▶ _HOW TO COMPLETE THIS TASK_
In the data below, work out how many lines include the string "HPos". Only the number should be given.

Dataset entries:
Segment Open

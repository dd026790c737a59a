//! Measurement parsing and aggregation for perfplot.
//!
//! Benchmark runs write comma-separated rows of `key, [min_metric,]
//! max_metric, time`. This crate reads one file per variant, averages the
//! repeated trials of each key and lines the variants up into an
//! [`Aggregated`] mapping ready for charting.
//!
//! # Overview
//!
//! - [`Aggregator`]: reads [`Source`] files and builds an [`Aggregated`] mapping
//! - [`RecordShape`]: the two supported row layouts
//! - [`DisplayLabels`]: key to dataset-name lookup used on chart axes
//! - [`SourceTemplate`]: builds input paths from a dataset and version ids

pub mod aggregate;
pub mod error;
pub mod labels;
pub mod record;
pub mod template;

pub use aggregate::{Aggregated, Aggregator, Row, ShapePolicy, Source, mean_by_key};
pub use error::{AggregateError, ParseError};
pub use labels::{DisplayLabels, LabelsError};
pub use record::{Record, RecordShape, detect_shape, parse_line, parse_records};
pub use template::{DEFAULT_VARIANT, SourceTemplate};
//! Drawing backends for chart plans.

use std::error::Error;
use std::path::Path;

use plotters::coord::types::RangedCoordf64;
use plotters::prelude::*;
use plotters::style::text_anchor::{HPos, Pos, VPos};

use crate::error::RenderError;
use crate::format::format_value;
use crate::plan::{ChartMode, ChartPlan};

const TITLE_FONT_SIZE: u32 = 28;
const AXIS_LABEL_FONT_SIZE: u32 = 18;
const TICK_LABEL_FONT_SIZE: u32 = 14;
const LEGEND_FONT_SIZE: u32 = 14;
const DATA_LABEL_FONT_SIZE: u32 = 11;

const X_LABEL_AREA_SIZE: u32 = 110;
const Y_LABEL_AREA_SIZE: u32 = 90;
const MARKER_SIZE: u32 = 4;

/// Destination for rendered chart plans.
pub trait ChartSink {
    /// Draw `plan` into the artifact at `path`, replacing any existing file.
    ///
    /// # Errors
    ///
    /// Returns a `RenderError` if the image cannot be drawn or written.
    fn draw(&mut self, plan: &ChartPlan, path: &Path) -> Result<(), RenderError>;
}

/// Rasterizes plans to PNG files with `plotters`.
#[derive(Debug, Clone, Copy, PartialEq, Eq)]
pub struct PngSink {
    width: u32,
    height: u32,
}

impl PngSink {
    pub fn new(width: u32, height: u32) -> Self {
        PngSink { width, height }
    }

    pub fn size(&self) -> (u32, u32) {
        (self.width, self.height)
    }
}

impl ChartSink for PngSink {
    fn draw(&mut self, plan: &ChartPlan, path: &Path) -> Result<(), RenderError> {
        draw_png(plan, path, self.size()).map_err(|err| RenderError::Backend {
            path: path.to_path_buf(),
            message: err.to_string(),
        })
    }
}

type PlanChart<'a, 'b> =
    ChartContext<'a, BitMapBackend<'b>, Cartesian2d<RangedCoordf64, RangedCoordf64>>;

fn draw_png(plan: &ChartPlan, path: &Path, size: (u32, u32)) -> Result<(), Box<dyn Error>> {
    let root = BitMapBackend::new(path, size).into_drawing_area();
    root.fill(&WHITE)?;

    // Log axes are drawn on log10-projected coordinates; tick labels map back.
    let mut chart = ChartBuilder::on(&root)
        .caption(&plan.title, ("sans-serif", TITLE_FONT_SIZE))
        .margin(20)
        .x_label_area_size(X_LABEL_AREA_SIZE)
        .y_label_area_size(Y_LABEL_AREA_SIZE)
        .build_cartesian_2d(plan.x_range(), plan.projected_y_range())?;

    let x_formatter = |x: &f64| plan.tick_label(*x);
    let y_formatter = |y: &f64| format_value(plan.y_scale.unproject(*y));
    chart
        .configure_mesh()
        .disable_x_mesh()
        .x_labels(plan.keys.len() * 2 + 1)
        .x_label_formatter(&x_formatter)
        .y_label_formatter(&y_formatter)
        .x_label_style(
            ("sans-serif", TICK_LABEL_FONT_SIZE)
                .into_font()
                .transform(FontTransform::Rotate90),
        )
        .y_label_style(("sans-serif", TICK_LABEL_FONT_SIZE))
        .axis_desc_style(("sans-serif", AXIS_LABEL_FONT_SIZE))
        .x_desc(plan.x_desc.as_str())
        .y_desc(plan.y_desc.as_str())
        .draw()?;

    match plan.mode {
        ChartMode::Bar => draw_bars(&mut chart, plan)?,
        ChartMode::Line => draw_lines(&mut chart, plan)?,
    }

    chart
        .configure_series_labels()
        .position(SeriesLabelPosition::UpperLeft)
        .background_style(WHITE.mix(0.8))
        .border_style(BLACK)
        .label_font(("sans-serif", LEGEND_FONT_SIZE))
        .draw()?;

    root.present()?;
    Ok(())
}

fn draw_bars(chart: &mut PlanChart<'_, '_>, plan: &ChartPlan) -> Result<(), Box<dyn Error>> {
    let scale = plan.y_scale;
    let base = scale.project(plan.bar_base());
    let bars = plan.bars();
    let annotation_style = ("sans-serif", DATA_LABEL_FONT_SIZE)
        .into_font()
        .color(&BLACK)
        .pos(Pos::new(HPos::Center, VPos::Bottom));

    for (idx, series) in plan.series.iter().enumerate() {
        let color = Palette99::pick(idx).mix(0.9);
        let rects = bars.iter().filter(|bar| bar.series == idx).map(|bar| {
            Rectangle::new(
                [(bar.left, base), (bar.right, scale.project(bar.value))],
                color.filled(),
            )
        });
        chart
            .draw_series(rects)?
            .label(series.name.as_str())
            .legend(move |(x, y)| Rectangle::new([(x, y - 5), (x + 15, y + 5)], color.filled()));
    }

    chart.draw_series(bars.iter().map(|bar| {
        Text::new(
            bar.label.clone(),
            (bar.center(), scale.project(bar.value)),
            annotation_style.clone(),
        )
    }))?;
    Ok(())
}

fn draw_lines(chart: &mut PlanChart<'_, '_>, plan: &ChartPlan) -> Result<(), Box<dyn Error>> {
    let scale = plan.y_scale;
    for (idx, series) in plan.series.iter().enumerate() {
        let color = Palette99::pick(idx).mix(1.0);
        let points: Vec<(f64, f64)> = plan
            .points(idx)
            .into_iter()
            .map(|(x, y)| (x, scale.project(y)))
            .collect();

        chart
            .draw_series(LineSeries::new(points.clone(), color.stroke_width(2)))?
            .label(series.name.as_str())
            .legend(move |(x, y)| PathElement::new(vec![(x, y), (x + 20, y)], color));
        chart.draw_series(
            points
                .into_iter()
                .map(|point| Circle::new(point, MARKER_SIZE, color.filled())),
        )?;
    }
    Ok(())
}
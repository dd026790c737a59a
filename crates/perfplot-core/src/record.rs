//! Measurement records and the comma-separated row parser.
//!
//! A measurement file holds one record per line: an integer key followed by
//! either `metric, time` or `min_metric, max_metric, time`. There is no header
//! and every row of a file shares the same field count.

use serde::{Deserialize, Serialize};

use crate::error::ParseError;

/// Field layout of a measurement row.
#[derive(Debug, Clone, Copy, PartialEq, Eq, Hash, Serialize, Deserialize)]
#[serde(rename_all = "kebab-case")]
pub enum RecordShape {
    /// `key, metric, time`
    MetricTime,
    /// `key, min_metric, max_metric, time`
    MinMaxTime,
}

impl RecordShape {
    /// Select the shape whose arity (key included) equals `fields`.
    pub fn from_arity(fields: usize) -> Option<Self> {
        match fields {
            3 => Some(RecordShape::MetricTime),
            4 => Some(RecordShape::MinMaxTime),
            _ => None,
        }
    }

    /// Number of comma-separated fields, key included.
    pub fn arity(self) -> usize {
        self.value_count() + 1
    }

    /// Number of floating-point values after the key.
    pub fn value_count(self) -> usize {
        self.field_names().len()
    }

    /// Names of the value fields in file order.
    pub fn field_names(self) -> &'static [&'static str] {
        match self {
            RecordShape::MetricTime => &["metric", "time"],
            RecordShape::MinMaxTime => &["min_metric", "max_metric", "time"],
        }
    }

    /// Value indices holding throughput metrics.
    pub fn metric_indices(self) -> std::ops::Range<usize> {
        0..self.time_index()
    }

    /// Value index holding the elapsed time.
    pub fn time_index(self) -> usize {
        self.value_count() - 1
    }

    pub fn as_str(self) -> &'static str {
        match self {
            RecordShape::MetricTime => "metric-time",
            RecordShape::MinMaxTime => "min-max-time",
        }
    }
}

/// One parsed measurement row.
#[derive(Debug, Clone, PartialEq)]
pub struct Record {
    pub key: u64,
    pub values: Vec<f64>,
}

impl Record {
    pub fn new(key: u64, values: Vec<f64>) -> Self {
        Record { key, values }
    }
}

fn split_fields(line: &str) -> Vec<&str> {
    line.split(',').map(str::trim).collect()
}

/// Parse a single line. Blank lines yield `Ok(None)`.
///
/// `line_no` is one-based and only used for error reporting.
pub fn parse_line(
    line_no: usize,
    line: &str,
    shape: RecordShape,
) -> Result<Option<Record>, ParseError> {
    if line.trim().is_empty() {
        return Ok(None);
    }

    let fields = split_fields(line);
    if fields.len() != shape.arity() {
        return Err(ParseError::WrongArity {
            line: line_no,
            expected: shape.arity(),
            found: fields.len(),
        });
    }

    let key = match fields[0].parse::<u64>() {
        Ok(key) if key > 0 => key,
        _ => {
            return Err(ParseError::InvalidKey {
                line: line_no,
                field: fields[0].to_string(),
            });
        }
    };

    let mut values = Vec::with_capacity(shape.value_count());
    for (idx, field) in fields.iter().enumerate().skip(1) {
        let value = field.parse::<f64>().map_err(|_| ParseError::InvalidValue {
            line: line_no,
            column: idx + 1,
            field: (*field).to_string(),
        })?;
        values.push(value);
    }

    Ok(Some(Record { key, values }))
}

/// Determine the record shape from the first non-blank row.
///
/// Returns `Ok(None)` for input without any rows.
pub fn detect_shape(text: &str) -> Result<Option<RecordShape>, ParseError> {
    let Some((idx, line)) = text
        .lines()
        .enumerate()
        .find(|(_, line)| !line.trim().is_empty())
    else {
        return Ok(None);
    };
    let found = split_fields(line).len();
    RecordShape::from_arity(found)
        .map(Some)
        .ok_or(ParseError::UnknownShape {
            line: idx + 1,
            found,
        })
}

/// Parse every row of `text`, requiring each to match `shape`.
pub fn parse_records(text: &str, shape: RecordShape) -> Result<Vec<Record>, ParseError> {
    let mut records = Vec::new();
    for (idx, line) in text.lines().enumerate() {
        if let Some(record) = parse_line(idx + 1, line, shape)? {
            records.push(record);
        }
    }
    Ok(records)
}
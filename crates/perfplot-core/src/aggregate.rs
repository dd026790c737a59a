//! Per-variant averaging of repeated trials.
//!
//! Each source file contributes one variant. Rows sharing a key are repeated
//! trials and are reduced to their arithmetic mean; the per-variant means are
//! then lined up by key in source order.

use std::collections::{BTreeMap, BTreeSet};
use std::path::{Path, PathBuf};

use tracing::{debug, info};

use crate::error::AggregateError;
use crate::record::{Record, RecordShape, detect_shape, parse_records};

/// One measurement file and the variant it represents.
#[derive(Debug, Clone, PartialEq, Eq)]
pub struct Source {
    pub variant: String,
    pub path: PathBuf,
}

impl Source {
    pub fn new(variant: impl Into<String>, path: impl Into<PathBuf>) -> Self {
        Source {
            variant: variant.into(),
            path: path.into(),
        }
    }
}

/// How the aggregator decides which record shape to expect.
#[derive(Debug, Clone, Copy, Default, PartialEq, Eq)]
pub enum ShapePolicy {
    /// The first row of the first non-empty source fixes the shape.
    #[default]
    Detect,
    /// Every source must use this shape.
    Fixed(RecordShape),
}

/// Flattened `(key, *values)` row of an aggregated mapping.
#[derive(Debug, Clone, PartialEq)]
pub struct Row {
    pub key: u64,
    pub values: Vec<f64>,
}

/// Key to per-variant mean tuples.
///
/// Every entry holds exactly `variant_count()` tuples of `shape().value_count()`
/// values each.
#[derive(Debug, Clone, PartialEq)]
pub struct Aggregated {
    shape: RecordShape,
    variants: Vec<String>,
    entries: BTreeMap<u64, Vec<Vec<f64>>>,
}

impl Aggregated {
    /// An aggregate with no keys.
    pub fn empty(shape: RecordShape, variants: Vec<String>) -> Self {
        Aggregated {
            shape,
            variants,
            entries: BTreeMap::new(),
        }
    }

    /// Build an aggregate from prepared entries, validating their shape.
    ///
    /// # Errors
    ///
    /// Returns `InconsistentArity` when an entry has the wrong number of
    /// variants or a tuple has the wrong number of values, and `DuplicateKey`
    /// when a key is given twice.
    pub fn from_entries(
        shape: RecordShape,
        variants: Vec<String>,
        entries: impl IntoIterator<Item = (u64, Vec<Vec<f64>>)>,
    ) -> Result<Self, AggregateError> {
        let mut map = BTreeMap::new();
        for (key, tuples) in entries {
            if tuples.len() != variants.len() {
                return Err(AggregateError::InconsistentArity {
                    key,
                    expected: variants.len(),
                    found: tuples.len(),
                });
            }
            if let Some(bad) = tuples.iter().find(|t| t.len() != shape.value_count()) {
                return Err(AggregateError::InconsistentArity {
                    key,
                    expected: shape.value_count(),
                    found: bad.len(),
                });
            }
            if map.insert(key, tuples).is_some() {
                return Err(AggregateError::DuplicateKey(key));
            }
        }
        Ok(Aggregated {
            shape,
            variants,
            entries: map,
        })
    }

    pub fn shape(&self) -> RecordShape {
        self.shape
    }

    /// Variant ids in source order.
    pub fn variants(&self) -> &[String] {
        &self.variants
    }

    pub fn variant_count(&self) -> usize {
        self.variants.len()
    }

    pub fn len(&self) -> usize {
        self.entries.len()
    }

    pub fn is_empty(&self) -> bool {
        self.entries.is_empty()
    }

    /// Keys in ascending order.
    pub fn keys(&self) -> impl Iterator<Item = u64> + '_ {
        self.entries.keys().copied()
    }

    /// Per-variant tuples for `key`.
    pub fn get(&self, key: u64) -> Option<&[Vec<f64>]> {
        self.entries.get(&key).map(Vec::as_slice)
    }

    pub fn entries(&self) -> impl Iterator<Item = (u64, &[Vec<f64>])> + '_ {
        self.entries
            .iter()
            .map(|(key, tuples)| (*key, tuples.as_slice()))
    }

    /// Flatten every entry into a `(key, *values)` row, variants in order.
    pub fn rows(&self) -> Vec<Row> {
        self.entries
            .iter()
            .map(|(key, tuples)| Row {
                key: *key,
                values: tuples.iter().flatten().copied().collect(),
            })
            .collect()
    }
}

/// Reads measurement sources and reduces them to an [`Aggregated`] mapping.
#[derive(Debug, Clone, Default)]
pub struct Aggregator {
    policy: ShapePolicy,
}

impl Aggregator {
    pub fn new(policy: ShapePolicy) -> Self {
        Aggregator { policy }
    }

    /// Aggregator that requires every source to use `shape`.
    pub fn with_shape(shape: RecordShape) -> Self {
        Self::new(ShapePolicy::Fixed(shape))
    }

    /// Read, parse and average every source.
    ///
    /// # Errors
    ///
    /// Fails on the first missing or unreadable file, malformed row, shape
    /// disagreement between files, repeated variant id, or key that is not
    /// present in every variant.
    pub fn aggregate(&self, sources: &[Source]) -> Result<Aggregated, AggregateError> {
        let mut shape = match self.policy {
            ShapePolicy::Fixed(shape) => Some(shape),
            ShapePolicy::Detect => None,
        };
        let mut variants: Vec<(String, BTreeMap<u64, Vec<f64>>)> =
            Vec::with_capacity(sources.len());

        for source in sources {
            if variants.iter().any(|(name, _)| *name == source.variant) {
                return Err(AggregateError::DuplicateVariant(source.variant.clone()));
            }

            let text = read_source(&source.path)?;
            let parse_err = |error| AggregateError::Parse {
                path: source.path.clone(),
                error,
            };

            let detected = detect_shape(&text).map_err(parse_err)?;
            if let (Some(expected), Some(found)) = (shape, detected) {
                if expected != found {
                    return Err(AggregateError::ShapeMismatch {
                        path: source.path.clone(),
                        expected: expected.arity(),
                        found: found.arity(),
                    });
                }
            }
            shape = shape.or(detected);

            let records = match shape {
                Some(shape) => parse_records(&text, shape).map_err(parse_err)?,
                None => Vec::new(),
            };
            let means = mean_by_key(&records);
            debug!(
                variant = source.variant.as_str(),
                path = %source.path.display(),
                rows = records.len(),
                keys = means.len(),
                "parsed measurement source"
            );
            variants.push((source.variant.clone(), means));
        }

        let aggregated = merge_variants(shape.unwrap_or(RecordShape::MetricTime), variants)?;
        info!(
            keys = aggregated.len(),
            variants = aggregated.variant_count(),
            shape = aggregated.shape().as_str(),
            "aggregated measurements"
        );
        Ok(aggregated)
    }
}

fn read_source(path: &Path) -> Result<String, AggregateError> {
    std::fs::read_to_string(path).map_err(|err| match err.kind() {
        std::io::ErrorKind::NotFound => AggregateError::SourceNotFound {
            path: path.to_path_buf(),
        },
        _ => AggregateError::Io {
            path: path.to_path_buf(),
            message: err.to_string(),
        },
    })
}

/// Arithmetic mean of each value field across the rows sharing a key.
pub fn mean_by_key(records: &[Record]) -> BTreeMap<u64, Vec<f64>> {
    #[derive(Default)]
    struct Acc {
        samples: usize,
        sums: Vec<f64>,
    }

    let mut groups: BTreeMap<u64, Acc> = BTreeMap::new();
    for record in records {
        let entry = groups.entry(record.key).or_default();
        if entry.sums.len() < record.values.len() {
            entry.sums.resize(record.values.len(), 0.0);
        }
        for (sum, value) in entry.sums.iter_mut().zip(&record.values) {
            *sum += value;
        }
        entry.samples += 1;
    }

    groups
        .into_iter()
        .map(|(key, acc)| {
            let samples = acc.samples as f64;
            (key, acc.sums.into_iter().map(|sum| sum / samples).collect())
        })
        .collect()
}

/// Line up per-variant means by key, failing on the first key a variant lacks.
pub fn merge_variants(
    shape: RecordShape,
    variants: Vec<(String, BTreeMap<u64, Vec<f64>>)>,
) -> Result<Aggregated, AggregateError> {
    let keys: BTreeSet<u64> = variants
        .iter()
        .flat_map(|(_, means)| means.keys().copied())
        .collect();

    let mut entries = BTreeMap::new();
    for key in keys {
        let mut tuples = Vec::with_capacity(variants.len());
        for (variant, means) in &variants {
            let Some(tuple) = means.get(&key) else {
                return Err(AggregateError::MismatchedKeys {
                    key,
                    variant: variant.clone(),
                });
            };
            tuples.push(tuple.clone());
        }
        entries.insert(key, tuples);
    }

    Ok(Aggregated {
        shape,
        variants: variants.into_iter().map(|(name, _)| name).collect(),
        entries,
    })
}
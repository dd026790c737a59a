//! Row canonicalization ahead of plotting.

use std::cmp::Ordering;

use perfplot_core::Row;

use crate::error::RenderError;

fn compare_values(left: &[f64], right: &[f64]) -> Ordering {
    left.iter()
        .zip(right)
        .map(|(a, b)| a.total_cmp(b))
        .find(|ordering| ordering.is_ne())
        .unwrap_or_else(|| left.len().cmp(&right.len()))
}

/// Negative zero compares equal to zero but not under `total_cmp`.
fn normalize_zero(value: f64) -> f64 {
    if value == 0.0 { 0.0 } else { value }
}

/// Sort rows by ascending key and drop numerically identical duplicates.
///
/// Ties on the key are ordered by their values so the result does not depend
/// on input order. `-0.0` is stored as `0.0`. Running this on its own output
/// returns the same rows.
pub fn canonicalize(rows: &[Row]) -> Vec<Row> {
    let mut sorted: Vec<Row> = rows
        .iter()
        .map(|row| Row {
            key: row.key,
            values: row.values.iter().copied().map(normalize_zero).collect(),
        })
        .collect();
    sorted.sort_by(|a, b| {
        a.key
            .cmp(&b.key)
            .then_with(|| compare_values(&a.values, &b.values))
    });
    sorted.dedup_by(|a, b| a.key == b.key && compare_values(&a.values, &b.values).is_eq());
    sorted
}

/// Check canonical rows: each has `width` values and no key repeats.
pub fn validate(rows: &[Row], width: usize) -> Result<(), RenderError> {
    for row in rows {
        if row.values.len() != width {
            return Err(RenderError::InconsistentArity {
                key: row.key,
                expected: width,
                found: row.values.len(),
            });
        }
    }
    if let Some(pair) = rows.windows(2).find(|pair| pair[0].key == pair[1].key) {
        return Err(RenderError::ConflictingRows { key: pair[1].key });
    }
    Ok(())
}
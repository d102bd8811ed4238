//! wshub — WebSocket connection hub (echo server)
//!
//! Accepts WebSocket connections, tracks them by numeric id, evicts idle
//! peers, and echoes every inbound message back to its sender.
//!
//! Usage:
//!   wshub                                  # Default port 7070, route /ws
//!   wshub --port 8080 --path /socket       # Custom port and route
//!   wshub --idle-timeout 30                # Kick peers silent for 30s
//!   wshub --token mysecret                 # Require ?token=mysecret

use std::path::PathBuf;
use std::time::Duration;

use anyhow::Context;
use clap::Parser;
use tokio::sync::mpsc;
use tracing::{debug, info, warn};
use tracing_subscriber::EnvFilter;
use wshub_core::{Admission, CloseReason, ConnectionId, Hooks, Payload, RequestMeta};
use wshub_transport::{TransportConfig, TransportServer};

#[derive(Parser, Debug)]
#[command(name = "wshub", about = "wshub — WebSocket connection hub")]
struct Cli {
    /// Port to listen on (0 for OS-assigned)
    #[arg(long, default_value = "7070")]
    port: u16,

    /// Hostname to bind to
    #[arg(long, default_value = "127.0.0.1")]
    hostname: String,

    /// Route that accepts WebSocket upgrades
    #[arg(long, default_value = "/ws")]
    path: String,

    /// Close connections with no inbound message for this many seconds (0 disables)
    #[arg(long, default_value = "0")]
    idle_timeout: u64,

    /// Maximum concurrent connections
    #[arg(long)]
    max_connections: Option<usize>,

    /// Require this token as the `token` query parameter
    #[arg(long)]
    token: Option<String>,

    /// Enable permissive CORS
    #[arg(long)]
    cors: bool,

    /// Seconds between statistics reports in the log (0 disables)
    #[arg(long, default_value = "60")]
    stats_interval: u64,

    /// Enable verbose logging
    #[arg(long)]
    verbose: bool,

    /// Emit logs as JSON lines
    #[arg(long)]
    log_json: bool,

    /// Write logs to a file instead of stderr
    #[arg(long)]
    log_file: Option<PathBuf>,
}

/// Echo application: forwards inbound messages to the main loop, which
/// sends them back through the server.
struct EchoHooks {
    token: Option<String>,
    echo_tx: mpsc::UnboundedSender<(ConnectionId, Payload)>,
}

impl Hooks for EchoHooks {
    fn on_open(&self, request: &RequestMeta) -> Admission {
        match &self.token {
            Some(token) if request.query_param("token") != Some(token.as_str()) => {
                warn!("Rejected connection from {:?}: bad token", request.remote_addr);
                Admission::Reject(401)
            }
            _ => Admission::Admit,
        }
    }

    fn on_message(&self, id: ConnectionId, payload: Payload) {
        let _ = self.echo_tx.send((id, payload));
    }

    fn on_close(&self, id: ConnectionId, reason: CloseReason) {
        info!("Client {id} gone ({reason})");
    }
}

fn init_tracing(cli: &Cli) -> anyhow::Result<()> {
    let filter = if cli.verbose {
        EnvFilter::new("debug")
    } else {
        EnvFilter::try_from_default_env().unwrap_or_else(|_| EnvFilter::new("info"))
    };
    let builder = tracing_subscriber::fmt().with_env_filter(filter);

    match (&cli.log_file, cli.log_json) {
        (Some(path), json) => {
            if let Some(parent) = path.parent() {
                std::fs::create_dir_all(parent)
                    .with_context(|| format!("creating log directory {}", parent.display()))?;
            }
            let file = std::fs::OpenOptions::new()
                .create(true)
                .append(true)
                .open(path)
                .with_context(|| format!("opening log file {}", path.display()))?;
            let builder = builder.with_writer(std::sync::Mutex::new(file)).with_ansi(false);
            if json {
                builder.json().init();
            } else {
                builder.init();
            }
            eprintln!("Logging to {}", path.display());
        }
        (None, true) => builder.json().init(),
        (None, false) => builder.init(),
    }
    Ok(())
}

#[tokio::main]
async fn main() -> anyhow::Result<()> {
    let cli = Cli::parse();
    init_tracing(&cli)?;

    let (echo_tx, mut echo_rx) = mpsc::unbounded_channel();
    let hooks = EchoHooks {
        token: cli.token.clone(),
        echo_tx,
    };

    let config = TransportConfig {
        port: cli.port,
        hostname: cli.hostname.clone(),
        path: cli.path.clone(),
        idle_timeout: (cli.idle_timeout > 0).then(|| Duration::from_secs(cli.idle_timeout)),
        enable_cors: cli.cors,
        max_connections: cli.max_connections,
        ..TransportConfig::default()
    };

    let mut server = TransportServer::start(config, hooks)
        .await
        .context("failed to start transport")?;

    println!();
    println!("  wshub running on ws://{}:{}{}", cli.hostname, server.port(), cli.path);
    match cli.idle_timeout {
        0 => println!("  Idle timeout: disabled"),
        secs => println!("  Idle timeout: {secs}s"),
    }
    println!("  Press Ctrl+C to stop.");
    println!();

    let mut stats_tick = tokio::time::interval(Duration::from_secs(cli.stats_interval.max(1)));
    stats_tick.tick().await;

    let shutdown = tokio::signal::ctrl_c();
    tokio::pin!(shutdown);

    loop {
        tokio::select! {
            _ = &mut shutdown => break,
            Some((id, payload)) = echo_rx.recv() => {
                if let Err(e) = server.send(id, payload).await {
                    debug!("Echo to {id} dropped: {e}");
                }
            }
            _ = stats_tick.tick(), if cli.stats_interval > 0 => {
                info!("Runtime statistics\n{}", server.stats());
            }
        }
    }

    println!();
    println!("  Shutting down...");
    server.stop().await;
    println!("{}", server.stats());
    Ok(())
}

Segment Closed

▶ _EXERCISE RESPONSE_
2